[Extracted data entries]
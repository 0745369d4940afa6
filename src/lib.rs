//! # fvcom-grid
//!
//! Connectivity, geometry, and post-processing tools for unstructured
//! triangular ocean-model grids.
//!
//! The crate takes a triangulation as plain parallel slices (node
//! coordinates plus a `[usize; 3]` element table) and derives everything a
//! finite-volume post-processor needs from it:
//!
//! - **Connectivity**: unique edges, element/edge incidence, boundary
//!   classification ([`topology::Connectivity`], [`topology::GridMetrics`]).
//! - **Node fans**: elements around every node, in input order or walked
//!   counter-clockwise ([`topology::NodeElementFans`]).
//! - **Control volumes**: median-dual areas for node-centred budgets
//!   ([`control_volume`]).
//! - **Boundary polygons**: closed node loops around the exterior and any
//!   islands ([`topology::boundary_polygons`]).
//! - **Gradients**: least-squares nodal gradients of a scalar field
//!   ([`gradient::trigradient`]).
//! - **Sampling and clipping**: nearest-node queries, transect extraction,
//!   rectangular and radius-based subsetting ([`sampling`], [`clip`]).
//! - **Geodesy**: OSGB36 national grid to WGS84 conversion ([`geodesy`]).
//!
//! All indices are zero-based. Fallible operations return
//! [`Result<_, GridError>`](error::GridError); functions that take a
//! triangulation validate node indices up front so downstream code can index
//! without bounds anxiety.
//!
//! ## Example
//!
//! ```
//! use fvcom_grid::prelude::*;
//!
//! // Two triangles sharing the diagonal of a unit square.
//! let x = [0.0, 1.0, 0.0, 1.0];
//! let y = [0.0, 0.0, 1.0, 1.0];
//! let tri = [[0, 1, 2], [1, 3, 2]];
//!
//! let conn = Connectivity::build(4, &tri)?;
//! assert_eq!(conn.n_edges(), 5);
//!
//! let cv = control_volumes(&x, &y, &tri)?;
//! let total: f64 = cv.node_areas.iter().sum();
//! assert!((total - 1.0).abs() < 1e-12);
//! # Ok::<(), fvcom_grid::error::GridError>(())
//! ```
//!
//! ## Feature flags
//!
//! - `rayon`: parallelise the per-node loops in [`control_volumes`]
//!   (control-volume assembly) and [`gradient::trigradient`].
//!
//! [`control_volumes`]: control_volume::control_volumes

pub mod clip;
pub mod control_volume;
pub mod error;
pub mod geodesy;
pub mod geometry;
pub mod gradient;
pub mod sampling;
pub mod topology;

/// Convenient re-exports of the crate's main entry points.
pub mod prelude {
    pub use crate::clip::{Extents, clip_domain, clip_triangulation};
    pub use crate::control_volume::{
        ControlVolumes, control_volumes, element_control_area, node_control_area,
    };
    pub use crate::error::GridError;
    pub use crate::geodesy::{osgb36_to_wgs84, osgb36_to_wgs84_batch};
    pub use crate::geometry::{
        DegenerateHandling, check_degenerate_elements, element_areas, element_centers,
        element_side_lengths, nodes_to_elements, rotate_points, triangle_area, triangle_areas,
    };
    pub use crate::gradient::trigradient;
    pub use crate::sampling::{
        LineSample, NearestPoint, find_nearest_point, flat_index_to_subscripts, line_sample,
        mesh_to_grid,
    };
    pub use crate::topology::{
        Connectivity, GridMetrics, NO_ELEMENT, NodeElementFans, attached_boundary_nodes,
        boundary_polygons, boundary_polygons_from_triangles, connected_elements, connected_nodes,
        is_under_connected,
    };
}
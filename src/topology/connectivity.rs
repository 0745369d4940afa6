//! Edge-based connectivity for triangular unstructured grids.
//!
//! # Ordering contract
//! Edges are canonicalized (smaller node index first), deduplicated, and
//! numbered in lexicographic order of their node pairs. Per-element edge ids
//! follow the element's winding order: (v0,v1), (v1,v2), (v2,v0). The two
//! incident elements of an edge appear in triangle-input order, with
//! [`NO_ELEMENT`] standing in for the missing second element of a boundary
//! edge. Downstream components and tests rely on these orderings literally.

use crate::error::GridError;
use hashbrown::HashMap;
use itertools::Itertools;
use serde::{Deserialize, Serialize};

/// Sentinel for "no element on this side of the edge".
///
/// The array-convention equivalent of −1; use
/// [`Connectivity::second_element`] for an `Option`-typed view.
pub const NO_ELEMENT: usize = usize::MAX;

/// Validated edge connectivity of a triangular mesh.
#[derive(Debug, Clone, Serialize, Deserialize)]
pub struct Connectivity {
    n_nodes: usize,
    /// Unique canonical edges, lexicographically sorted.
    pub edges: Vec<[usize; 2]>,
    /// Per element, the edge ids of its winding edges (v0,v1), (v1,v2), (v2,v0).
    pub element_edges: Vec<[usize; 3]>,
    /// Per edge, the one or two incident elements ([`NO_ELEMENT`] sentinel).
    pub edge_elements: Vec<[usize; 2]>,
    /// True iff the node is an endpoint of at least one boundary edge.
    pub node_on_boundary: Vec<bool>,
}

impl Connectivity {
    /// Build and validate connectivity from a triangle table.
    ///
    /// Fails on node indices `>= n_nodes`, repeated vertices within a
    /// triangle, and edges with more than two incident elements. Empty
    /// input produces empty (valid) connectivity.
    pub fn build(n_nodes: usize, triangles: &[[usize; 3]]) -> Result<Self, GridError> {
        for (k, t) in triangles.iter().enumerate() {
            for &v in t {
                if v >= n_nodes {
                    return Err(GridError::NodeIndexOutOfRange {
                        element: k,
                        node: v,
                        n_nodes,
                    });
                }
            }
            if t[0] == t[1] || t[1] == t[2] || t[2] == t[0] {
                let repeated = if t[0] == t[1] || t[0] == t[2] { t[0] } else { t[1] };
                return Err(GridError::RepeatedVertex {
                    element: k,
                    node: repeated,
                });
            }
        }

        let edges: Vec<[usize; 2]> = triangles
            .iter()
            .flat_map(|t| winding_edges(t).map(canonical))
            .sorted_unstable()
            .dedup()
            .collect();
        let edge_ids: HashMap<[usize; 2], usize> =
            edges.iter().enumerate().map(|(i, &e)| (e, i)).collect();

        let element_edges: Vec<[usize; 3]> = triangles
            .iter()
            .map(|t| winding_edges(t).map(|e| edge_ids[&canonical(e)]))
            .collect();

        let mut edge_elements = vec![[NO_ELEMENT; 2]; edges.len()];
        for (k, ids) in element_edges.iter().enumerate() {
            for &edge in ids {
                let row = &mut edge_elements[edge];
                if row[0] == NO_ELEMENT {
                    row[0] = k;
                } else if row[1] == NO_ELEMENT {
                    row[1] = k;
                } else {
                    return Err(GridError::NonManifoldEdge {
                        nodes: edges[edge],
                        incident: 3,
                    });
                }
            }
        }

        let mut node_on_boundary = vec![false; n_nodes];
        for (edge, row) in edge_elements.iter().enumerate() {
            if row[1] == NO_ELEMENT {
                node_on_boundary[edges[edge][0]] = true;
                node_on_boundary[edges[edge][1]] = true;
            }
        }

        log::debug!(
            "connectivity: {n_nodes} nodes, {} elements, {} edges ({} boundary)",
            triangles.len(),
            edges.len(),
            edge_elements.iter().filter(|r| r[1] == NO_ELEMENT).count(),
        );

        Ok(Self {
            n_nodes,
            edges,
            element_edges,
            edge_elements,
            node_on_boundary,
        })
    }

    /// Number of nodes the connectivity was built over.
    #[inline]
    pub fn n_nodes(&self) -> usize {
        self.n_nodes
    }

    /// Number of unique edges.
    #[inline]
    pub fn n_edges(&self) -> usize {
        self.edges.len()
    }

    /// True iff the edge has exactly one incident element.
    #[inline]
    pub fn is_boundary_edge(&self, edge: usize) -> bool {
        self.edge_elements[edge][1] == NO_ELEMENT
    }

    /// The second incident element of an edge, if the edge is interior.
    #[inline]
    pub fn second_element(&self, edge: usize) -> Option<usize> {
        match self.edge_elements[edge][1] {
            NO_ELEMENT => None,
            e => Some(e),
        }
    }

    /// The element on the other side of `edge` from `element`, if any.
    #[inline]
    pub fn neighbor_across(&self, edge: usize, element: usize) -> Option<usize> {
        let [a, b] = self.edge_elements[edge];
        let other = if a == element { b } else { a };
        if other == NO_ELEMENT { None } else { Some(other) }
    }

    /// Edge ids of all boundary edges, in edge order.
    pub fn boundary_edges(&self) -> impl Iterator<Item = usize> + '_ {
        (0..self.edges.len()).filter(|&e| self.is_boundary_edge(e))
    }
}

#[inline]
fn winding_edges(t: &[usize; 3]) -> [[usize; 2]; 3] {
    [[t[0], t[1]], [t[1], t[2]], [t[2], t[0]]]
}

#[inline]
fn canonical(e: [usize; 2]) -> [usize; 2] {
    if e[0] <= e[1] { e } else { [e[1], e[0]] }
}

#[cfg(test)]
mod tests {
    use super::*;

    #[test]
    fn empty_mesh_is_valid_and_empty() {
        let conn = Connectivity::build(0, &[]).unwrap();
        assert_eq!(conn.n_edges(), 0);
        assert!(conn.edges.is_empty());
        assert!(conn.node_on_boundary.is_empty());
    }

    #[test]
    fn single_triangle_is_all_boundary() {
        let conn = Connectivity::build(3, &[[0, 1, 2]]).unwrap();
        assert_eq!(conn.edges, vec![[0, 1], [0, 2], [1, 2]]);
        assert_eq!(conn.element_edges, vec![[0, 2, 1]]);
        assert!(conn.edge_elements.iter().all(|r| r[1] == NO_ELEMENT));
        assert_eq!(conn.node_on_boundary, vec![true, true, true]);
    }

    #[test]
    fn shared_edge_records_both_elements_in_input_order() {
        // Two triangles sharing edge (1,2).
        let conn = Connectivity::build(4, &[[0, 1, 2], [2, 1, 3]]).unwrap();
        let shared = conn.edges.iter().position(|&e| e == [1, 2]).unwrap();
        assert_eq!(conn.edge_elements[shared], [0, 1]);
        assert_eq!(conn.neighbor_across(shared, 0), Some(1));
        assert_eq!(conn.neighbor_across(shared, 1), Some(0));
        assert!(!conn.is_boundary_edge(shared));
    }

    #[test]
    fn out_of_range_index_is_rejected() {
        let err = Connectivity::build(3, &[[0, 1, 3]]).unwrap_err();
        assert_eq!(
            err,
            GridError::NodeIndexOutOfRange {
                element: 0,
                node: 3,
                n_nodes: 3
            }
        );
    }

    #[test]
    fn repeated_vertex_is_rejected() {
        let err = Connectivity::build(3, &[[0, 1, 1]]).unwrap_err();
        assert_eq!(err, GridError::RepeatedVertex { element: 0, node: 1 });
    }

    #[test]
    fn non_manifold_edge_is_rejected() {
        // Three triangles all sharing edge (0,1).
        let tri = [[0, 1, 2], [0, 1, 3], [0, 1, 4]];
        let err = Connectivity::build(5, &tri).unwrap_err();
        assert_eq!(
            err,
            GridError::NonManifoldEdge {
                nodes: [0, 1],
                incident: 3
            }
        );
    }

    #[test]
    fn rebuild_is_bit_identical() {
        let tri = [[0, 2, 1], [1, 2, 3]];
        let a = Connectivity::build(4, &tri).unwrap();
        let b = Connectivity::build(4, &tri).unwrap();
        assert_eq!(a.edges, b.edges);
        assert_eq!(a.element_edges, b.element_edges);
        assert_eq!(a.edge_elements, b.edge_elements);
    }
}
...
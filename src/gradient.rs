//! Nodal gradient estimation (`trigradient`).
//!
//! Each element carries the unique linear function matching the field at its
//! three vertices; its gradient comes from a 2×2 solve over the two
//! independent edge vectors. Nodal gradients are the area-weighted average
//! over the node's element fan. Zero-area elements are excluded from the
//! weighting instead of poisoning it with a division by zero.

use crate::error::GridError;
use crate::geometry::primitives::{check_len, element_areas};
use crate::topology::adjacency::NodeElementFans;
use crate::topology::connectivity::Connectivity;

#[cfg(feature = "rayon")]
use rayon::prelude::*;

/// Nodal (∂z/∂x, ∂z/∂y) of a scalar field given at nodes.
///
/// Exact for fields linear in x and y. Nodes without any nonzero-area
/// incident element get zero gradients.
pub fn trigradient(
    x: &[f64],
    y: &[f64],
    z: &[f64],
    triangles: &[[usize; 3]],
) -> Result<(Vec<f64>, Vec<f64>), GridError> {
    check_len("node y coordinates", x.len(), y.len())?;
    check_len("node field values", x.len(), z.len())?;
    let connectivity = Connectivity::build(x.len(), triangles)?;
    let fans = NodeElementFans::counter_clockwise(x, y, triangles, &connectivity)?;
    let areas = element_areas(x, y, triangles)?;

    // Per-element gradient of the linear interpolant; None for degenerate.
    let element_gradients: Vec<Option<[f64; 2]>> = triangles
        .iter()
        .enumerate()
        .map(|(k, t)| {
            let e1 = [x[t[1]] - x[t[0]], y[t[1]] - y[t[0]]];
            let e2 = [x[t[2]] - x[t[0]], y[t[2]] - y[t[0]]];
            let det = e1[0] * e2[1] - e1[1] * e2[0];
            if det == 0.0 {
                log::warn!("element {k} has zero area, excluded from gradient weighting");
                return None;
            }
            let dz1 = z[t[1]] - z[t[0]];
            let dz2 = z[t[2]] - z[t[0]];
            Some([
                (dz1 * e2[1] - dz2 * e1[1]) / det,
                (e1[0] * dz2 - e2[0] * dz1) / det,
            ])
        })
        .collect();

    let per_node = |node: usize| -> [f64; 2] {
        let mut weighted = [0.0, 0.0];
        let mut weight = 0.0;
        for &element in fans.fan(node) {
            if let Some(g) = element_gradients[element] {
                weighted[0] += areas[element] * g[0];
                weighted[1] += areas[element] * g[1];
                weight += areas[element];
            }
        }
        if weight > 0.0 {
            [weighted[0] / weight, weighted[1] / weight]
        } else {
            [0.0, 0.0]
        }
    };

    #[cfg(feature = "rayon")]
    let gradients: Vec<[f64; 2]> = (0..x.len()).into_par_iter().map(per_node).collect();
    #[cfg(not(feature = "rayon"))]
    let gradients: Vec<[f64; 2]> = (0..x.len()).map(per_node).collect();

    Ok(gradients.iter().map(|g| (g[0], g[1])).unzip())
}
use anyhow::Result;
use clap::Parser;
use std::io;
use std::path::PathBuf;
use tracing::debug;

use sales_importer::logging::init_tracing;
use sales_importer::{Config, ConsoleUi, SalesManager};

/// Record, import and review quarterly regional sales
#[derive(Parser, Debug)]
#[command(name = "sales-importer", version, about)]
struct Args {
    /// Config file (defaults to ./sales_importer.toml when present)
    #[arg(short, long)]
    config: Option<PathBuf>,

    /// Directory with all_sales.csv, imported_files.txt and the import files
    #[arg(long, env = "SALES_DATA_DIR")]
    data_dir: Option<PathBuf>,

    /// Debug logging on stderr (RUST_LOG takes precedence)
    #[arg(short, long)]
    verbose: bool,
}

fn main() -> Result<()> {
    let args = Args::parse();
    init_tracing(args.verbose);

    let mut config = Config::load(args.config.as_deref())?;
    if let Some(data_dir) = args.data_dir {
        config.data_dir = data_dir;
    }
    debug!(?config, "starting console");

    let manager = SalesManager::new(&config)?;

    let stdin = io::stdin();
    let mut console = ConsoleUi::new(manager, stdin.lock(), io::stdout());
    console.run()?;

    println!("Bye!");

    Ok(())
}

> WHAT YOU NEED TO DO: Only lines holding the string "filter" are wanted; gather each one from the entries above.

> RESPONSE BOX:
            edge_elements.iter().filter(|r| r[1] == NO_ELEMENT).count(),
        (0..self.edges.len()).filter(|&e| self.is_boundary_edge(e))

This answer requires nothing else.